GELU(x) = $x * Φ(x)$

where $Φ(x)$ is the Cumulative Distribution Function for Gaussian Distribution.

$GELU(x)=0.5* x * (1+Tanh(\sqrt{\frac{2}{π}}*(x+0.044715 * x^{3})))$

#### Swish function

- Applies the Sigmoid Linear Unit (SiLU) function, element-wise.

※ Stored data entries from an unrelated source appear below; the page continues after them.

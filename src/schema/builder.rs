//! Builder that resolves entity type declarations into a [`Schema`].

use std::collections::{BTreeMap, BTreeSet, HashSet};

use tracing::{debug, info};

use super::{EntityType, ResolvedType, Schema};
use crate::error::SchemaError;

/// Collects entity type declarations and resolves them in one step.
///
/// Declarations may arrive in any order: a type whose supertype is not yet
/// resolved is deferred until it is. Types that can never be resolved
/// (missing or cyclic supertypes) are reported, together with every other
/// problem, in a single [`SchemaError::Unresolved`].
#[derive(Debug, Clone, Default)]
pub struct SchemaBuilder {
    declared: Vec<EntityType>,
}

impl SchemaBuilder {
    #[must_use]
    pub fn new() -> Self {
        Self::default()
    }

    /// Adds an entity type declaration.
    #[must_use]
    pub fn entity_type(mut self, entity_type: EntityType) -> Self {
        self.declared.push(entity_type);
        self
    }

    /// Adds several declarations.
    #[must_use]
    pub fn entity_types(mut self, types: impl IntoIterator<Item = EntityType>) -> Self {
        self.declared.extend(types);
        self
    }

    /// Resolves every declaration.
    ///
    /// # Errors
    ///
    /// Returns [`SchemaError::Unresolved`] listing every issue found.
    pub fn build(self) -> Result<Schema, SchemaError> {
        let mut issues = Vec::new();
        let mut pending: Vec<EntityType> = Vec::new();
        let mut seen = HashSet::new();

        for entity_type in self.declared {
            if !seen.insert(entity_type.name.clone()) {
                issues.push(SchemaError::DuplicateType {
                    name: entity_type.name,
                });
                continue;
            }
            let mut members = HashSet::new();
            for member in entity_type.member_names() {
                if !members.insert(member.to_string()) {
                    issues.push(SchemaError::DuplicateMember {
                        entity_type: entity_type.name.clone(),
                        member: member.to_string(),
                    });
                }
            }
            pending.push(entity_type);
        }

        let declared_supertypes: BTreeMap<String, Option<String>> = pending
            .iter()
            .map(|t| (t.name.clone(), t.supertype.clone()))
            .collect();

        let mut resolved: BTreeMap<String, ResolvedType> = BTreeMap::new();
        loop {
            let before = pending.len();
            let mut deferred = Vec::new();
            for entity_type in pending {
                let parent = match entity_type.supertype.as_deref() {
                    None => None,
                    Some(sup) => match resolved.get(sup) {
                        Some(parent) => Some(parent),
                        None => {
                            deferred.push(entity_type);
                            continue;
                        }
                    },
                };
                let name = entity_type.name.clone();
                let resolved_type = ResolvedType::resolve(entity_type, parent);
                debug!(entity_type = %name, lineage = ?resolved_type.lineage(), "Resolved entity type");
                resolved.insert(name, resolved_type);
            }
            pending = deferred;
            if pending.is_empty() || pending.len() == before {
                break;
            }
        }

        for entity_type in &pending {
            issues.extend(unresolvable_issue(entity_type, &declared_supertypes));
        }

        for resolved_type in resolved.values() {
            for relation in &resolved_type.definition().relations {
                for target in &relation.targets {
                    if !declared_supertypes.contains_key(target) {
                        issues.push(SchemaError::UnknownRelationTarget {
                            entity_type: resolved_type.name().to_string(),
                            relation: relation.name.clone(),
                            target: target.clone(),
                        });
                    }
                }
                if let Some(inverse) = &relation.inverse {
                    let defined = relation
                        .targets
                        .iter()
                        .filter_map(|t| resolved.get(t))
                        .any(|t| t.relation(inverse).is_some());
                    if !defined {
                        issues.push(SchemaError::UnknownInverse {
                            entity_type: resolved_type.name().to_string(),
                            relation: relation.name.clone(),
                            inverse: inverse.clone(),
                        });
                    }
                }
            }
        }

        if !issues.is_empty() {
            return Err(SchemaError::Unresolved { issues });
        }
        info!(types = resolved.len(), "Schema resolved");
        Ok(Schema::from_resolved(resolved))
    }
}

/// Explains why a deferred type could never be resolved.
///
/// A cycle is reported once, by its lexicographically smallest member. A
/// type that only inherits the problem from an ancestor outside any cycle
/// gets its own [`SchemaError::UnresolvedSupertype`].
fn unresolvable_issue(
    entity_type: &EntityType,
    supertypes: &BTreeMap<String, Option<String>>,
) -> Option<SchemaError> {
    let name = &entity_type.name;
    let direct = entity_type.supertype.clone()?;
    let dependent = || SchemaError::UnresolvedSupertype {
        name: name.clone(),
        supertype: direct.clone(),
    };

    let mut path = vec![name.clone()];
    let mut visited = BTreeSet::from([name.clone()]);
    let mut current = name.clone();
    loop {
        let next = supertypes.get(&current).cloned().flatten()?;
        if !supertypes.contains_key(&next) {
            if current == *name {
                return Some(SchemaError::MissingSupertype {
                    name: current,
                    supertype: next,
                });
            }
            return Some(dependent());
        }
        if !visited.insert(next.clone()) {
            let start = path.iter().position(|p| *p == next).unwrap_or(0);
            let mut cycle: Vec<String> = path[start..].to_vec();
            if !cycle.contains(name) {
                return Some(dependent());
            }
            if cycle.iter().min() != Some(name) {
                return None;
            }
            cycle.push(next);
            return Some(SchemaError::CyclicSupertype {
                name: name.clone(),
                cycle,
            });
        }
        path.push(next.clone());
        current = next;
    }
}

The SiLU function is also known as the swish function.

silu(x) $= x ∗ \sigma(x)$


where $\sigma(x)$ is the logistic sigmoid.

### 5. Optimization

#### Adam

- It uses exponential weighted moving averages (also known as leaky averaging) to obtain an estimate of both the momentum and also the second moment of the gradient

$v_{t} ← \beta_{1} v_{t-1}+ (1 − \beta_{1}) g_{t}, $

$ s_{t} ← \beta_{2} s_{t-1} + ( 1 − \beta_{2} ) g_{t}^{2} $

Here $\beta_{1}$ and $\beta_{2}$ are nonnegative weighting parameters. Common choices for them are
$\beta_{1}$ = 0.9 and $\beta_{2}$ = 0.999

Then we rescale the gradient 

$g_{t}^{'} = \frac{\lambda \hat{v_{t}}}{\sqrt{\hat{s_{t}}} + \epsilon}$, where

$ v^{'} = \frac{v_{t}}{1 - \beta_{1}^{t}}$

$ s^{'} = \frac{s_{t}}{1 - \beta_{2}^{t}}$

$x_{t} ← x_{t-1} − g_{t}^{'}$.

- For gradients with significant variance we may encounter issues with convergence. They can be amended by using larger minibatches or by switching to an improved estimate for $s_{t}$ . Yogi offers such an alternative.